**WORK REQUIRED**
Pick out all lines in the listing holding the string "models" and copy them.

--- START ---

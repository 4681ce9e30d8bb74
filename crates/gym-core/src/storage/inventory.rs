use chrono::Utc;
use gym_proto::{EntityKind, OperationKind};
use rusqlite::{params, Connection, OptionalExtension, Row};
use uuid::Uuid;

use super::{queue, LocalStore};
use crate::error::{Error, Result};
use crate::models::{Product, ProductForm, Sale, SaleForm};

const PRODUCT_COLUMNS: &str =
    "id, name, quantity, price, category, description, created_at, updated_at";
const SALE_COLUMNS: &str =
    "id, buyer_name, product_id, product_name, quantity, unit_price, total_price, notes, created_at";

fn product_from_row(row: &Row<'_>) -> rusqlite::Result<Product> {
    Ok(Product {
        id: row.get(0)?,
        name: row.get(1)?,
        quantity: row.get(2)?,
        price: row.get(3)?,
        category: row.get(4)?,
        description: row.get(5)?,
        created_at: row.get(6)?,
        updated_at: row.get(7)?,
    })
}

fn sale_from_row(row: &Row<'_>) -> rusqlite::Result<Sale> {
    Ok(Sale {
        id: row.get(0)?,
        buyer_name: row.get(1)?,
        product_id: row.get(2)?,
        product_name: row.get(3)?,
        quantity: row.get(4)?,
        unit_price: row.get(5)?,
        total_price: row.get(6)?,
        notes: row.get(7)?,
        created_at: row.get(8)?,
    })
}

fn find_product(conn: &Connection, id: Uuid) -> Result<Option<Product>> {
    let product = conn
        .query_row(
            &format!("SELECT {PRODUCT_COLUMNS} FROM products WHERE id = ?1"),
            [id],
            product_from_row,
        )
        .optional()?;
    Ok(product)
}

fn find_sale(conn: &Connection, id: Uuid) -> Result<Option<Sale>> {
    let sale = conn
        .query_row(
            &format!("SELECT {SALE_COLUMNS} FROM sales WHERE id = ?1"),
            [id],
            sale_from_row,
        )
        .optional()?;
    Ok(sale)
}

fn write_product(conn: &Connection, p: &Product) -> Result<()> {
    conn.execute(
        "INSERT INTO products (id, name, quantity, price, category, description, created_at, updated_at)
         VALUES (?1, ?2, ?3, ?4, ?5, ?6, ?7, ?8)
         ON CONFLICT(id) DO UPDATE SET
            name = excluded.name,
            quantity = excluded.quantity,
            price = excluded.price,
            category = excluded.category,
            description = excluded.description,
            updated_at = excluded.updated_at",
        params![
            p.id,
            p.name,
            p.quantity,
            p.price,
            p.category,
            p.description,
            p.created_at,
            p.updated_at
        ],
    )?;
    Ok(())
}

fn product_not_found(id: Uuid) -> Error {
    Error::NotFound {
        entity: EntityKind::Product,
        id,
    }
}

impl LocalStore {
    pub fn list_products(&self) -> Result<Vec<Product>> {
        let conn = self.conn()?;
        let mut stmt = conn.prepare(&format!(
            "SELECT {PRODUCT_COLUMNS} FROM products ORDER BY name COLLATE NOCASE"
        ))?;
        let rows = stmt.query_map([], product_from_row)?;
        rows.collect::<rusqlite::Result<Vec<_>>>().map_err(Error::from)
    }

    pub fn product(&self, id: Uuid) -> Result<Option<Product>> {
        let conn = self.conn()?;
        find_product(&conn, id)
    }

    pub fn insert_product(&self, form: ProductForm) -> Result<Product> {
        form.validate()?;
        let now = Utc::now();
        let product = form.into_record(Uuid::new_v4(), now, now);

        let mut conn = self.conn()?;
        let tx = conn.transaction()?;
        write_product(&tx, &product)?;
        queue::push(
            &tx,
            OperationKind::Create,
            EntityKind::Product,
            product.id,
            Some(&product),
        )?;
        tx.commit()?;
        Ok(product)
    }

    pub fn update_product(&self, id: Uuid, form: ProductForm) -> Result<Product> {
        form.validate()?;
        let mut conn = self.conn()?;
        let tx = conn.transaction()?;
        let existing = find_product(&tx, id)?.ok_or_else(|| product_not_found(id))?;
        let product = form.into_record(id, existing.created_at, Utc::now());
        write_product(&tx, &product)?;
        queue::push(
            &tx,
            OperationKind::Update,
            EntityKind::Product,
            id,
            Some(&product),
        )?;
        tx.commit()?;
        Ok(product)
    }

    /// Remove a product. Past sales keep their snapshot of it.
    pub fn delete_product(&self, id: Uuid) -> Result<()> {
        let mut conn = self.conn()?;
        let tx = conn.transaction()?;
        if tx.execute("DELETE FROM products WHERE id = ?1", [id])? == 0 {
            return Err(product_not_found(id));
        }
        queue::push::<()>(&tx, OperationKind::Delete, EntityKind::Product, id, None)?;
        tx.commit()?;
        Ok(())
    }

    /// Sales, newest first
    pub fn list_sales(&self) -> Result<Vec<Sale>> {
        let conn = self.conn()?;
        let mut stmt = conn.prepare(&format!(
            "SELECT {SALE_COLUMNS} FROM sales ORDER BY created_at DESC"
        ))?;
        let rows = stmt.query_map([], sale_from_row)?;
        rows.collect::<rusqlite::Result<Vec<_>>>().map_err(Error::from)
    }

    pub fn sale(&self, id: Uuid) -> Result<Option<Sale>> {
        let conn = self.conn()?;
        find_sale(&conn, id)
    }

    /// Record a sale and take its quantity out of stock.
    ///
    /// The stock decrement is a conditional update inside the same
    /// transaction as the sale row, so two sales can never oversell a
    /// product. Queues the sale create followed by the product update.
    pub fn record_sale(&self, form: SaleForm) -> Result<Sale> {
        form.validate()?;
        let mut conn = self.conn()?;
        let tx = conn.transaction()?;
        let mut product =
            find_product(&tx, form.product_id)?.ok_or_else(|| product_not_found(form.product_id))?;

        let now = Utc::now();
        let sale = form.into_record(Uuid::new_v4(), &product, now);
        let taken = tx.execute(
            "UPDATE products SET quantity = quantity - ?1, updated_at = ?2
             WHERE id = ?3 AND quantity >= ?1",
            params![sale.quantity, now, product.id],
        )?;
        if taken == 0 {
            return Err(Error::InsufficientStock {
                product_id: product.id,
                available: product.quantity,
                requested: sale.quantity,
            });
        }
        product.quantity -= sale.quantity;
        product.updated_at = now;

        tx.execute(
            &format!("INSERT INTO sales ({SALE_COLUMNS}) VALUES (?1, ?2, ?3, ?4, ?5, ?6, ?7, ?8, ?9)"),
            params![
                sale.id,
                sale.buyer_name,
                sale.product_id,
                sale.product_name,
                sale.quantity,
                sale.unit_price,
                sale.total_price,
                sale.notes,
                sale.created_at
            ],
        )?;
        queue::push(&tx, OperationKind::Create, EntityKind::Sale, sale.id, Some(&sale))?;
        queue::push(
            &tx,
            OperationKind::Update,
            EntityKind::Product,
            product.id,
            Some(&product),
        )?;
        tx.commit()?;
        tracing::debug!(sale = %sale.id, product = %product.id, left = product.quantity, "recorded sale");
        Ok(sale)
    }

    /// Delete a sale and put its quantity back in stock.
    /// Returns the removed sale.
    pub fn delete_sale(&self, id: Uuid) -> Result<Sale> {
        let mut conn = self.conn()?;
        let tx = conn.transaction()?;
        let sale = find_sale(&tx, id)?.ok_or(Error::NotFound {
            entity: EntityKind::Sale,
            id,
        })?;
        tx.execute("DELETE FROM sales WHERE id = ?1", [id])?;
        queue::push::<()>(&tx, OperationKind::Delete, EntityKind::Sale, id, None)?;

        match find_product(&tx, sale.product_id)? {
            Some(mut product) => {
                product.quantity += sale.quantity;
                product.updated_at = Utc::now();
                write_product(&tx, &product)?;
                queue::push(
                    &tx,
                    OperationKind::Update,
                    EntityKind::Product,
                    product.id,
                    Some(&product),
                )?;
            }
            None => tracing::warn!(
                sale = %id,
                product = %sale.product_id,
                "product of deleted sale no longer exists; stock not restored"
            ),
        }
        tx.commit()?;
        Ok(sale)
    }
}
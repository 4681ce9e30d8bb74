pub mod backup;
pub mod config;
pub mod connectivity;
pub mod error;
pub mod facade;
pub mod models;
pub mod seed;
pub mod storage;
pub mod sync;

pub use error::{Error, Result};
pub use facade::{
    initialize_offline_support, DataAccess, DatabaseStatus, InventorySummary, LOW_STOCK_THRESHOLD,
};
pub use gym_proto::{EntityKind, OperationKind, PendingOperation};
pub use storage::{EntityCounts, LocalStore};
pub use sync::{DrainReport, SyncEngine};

--- END ---

**WRITTEN REPLY**
use crate::models::{Product, ProductForm, Sale, SaleForm};
pub mod models;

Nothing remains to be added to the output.